Dumb Little Man

Thoughts, Feelings, And Actions: Guiding the Entangled Trio In Your Favor

As human beings, we have three avenues to express ourselves in the world: our thoughts, emotions, and physical bodies. We can be fired up or intellectually drained, sad or uplifted, tired or energetic. With all the diversity of various expressions we have, our thoughts, emotions, and our body always synchronize with each other.

For example, somebody pushes you in a crowded subway. Your mood plunges and you get a headache. Then, you start thinking about how miserable you are in this morning commute.

Boom!

Your emotions, body, and thoughts have now conspired to ruin your day.

Can you do something to manipulate the trio in your favor? And if you can, where do you start?

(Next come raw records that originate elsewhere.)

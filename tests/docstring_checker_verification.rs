//! Long-function docstring check verification.
//!
//! Drives the parser and checker on real Python sources, then the
//! `pyhygiene-docstrings` binary end to end.

use pyhygiene::application::CheckDocstringsUsecase;
use pyhygiene::domain::diagnostic::Diagnostic;
use pyhygiene::infrastructure::{TextReporter, TreeSitterPythonParser};
use std::io::Write;
use std::process::Command;
use tempfile::NamedTempFile;

fn check(source: &str, max_loc: i64) -> Vec<Diagnostic> {
    let usecase = CheckDocstringsUsecase {
        parser: &TreeSitterPythonParser,
        reporter: &TextReporter,
    };
    usecase.check_source(source, "x.py", max_loc).unwrap()
}

fn lines(source: &str, max_loc: i64) -> Vec<String> {
    check(source, max_loc).iter().map(|d| d.to_string()).collect()
}

fn python_file(source: &str) -> NamedTempFile {
    let mut file = tempfile::Builder::new().suffix(".py").tempfile().unwrap();
    file.write_all(source.as_bytes()).unwrap();
    file
}

fn checker() -> Command {
    Command::new(env!("CARGO_BIN_EXE_pyhygiene-docstrings"))
}

#[test]
fn test_file_without_functions_is_clean() {
    let source = "import os\n\nx = 1\n\nclass A:\n    y = 2\n    z = 3\n";
    for max_loc in [-5, 0, 10] {
        assert!(check(source, max_loc).is_empty());
    }
}

#[test]
fn test_short_functions_are_never_reported() {
    let source = "def f():\n    return 1\n\ndef g():\n    \"\"\"Doc.\"\"\"\n    return 2\n";
    assert!(check(source, 1).is_empty());
    assert!(check(source, 5).is_empty());
}

#[test]
fn test_long_documented_function_is_not_reported() {
    let source = "def f(a):\n    \"\"\"Sum things.\"\"\"\n    b = a\n    c = b\n    return c\n";
    assert!(check(source, 1).is_empty());
}

#[test]
fn test_long_undocumented_function_is_reported_once() {
    let source = "def long_one(a):\n    b = a\n    c = b\n    d = c\n    return d\n";
    assert_eq!(
        lines(source, 3),
        vec!["x.py:1:0 L001 function with 4 LoC lacks docstring"]
    );
    assert!(check(source, 4).is_empty());
}

#[test]
fn test_docstring_with_one_statement() {
    // Measured to the last statement start: line 3 - line 1.
    let source = "def f():\n    \"\"\"doc\"\"\"\n    x = 1\n";
    assert!(check(source, 0).is_empty());
}

#[test]
fn test_two_statements_without_docstring() {
    let source = "def f():\n    x = 1\n    y = 2\n";
    assert_eq!(
        lines(source, 0),
        vec!["x.py:1:0 L001 function with 2 LoC lacks docstring"]
    );
}

#[test]
fn test_nested_functions_are_checked_independently() {
    let source = "\
def outer():
    \"\"\"Outer.\"\"\"
    def inner():
        a = 1
        b = 2
        c = 3
        return a
    return inner
";
    assert_eq!(
        lines(source, 3),
        vec!["x.py:3:4 L001 function with 4 LoC lacks docstring"]
    );
}

#[test]
fn test_nested_functions_reported_outer_first() {
    let source = "\
def outer():
    def inner():
        a = 1
        return a
    return inner
";
    assert_eq!(
        lines(source, 0),
        vec![
            "x.py:1:0 L001 function with 4 LoC lacks docstring",
            "x.py:2:4 L001 function with 2 LoC lacks docstring",
        ]
    );
}

#[test]
fn test_trailing_multiline_statement_is_undercounted() {
    let ends_with_return = "\
def f():
    call(
        1,
        2,
    )
    return 0
";
    assert_eq!(
        lines(ends_with_return, 2),
        vec!["x.py:1:0 L001 function with 5 LoC lacks docstring"]
    );

    let ends_with_call = "\
def g():
    x = 1
    call(
        1,
        2,
    )
";
    assert!(check(ends_with_call, 2).is_empty());
    assert_eq!(
        lines(ends_with_call, 1),
        vec!["x.py:1:0 L001 function with 2 LoC lacks docstring"]
    );
}

#[test]
fn test_else_branch_does_not_extend_length() {
    let source = "\
def f(x):
    if x:
        a = 1
    else:
        b = 2
        c = 3
";
    assert_eq!(
        lines(source, 0),
        vec!["x.py:1:0 L001 function with 2 LoC lacks docstring"]
    );
}

#[test]
fn test_functions_under_else_are_not_visited() {
    let source = "\
if cond:
    pass
else:
    def hidden():
        a = 1
        b = 2
";
    assert!(check(source, 0).is_empty());
}

#[test]
fn test_decorated_method_reports_def_position() {
    let source = "\
class Service:
    @property
    def value(self):
        a = 1
        return a
";
    assert_eq!(
        lines(source, 0),
        vec!["x.py:3:4 L001 function with 2 LoC lacks docstring"]
    );
}

#[test]
fn test_async_functions_are_not_reported() {
    let source = "async def f():\n    a = 1\n    b = 2\n";
    assert!(check(source, 0).is_empty());
}

#[test]
fn test_blank_docstring_counts_as_missing() {
    let source = "def f():\n    \"\"\"   \"\"\"\n    x = 1\n";
    assert_eq!(
        lines(source, 0),
        vec!["x.py:1:0 L001 function with 2 LoC lacks docstring"]
    );
}

#[test]
fn test_binary_reports_and_exits_zero() {
    let file = python_file("def f():\n    x = 1\n    y = 2\n");
    let output = checker().arg("0").arg(file.path()).output().unwrap();

    assert!(output.status.success());
    let stdout = String::from_utf8(output.stdout).unwrap();
    assert_eq!(
        stdout,
        format!(
            "{}:1:0 L001 function with 2 LoC lacks docstring\n",
            file.path().display()
        )
    );
}

#[test]
fn test_binary_strict_mode_fails_on_findings() {
    let file = python_file("def f():\n    x = 1\n    y = 2\n");
    let output = checker()
        .args(["--strict", "0"])
        .arg(file.path())
        .output()
        .unwrap();
    assert_eq!(output.status.code(), Some(1));

    let clean = python_file("def f():\n    return 1\n");
    let output = checker()
        .args(["--strict", "5"])
        .arg(clean.path())
        .output()
        .unwrap();
    assert_eq!(output.status.code(), Some(0));
    assert!(output.stdout.is_empty());
}

#[test]
fn test_binary_json_output() {
    let file = python_file("def f():\n    x = 1\n    y = 2\n");
    let output = checker()
        .args(["--format", "json", "0"])
        .arg(file.path())
        .output()
        .unwrap();
    assert!(output.status.success());

    let value: serde_json::Value = serde_json::from_slice(&output.stdout).unwrap();
    let items = value.as_array().unwrap();
    assert_eq!(items.len(), 1);
    assert_eq!(items[0]["line"], 1);
    assert_eq!(items[0]["code"], "L001");
}

#[test]
fn test_binary_accepts_negative_threshold() {
    let file = python_file("def f(): return 1\n");
    let output = checker().arg("-1").arg(file.path()).output().unwrap();
    assert!(output.status.success());
    let stdout = String::from_utf8(output.stdout).unwrap();
    assert!(stdout.ends_with(":1:0 L001 function with 0 LoC lacks docstring\n"));
}

#[test]
fn test_binary_usage_errors_exit_two() {
    let missing = checker().arg("10").output().unwrap();
    assert_eq!(missing.status.code(), Some(2));

    let file = python_file("x = 1\n");
    let not_a_number = checker().arg("ten").arg(file.path()).output().unwrap();
    assert_eq!(not_a_number.status.code(), Some(2));
}

#[test]
fn test_binary_missing_file_fails() {
    let dir = tempfile::tempdir().unwrap();
    let output = checker()
        .arg("10")
        .arg(dir.path().join("absent.py"))
        .output()
        .unwrap();
    assert!(!output.status.success());
    assert!(output.stdout.is_empty());
    assert!(String::from_utf8_lossy(&output.stderr).contains("absent.py"));
}

#[test]
fn test_binary_rejects_invalid_syntax() {
    let file = python_file("def f(:\n    pass\n");
    let output = checker().arg("0").arg(file.path()).output().unwrap();
    assert!(!output.status.success());
    assert!(output.stdout.is_empty());
    assert!(String::from_utf8_lossy(&output.stderr).contains("Failed to parse"));
}

#[test]
fn test_parenthesized_docstring_counts() {
    let source = "def f():\n    (\"doc\")\n    x = 1\n";
    assert!(check(source, 0).is_empty());
}

#[test]
fn test_escaped_whitespace_docstring_counts_as_missing() {
    let source = "def f():\n    \"\\x20\"\n    x = 1\n";
    assert_eq!(
        lines(source, 0),
        vec!["x.py:1:0 L001 function with 2 LoC lacks docstring"]
    );

    let unicode_space = "def f():\n    \"\\u2003\\N{SPACE}\\040\"\n    x = 1\n";
    assert_eq!(check(unicode_space, 0).len(), 1);

    let escaped_text = "def f():\n    \"\\x41\\u00e9\"\n    x = 1\n";
    assert!(check(escaped_text, 0).is_empty());
}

Thoughts, feelings, actions: They always tune in to the strongest signal

overthinking

If one shows up with the most dominant agenda, the other two will drop theirs and follow. Remember, when you wake up feeling right and nothing (even being stuck on the subway due to “the train traffic ahead of us”) can mess with you?

It does not matter if the agenda is positive or negative. What matters is how strong it is, relative to the agendas of the other two. That’s why a tiny thing, such as a cup of coffee, can both ruin and make your day sometimes.

The signal-forming agendas of your thoughts, emotions, and physical body can come from either an outside influence or directly from you.

Positive and negative information from the outside is processed through our cognitive or emotional functions. That’s what they are there for. Unless there is a stronger agenda of its own, our body can only follow suit. It adjusts to what the thoughts or emotions tell it. So, among the three, our thoughts and our emotions are most susceptible to the outside influence. They frequently become a door for negativity to enter in our life.

But of course, if we relied on the world to serve us a good piece of news every morning, we’d only take a passive role in bringing the turbulent trio to harmony. To play a proactive role, we arm ourselves with meditation courses and self-help books. We cannot wait to learn how to enforce positive thinking and ways to stay present!

Yet, being the immediate gratification seekers that we are, we do not have the patience to stick to the diligent practice. Until we train them, our thoughts and emotions are like unruly puppies. They will keep running in different directions regardless of what we ask them to do.

We want to stop negative self-talk and end up entertaining it the entire cardio session. We want to focus on positive emotions but feel like a soggy pizza slice. It is almost as if we do not get to choose our thoughts and our emotions.

With our body, it’s different. Whichever way we choose to treat it is how it is going to feel.

Get a good night sleep and your body feels great, your mind performs well, and things seem to be looking up. Decide for a day that sleep is overrated, your body will go on a strike in a company of dark circles, headache, and bloating.  Sleep deprivation will also quickly convince your thoughts and emotions to join the protest.

So among the three, our thoughts and emotions require a long practice to manage effectively. At the same time, our body responds to positive incentives almost immediately.

So, what’s the key to handle the entangled trio in your favor?

It seems like the body wins!

The body is less susceptible to the negative outside influence and most receptive to our own positive stimulus. It is the body that has the power to help us weather the negativity. Through the body, we can also bring the positivity, not only to how we feel physically but also to how we think and to our emotional state.

What does it mean?

You can choose to continuously give your body positive signals — from eating well, training yourself, to simply sitting straight! And the moment you do, you open the door to immediately change both your thoughts and emotions. Do it — right now!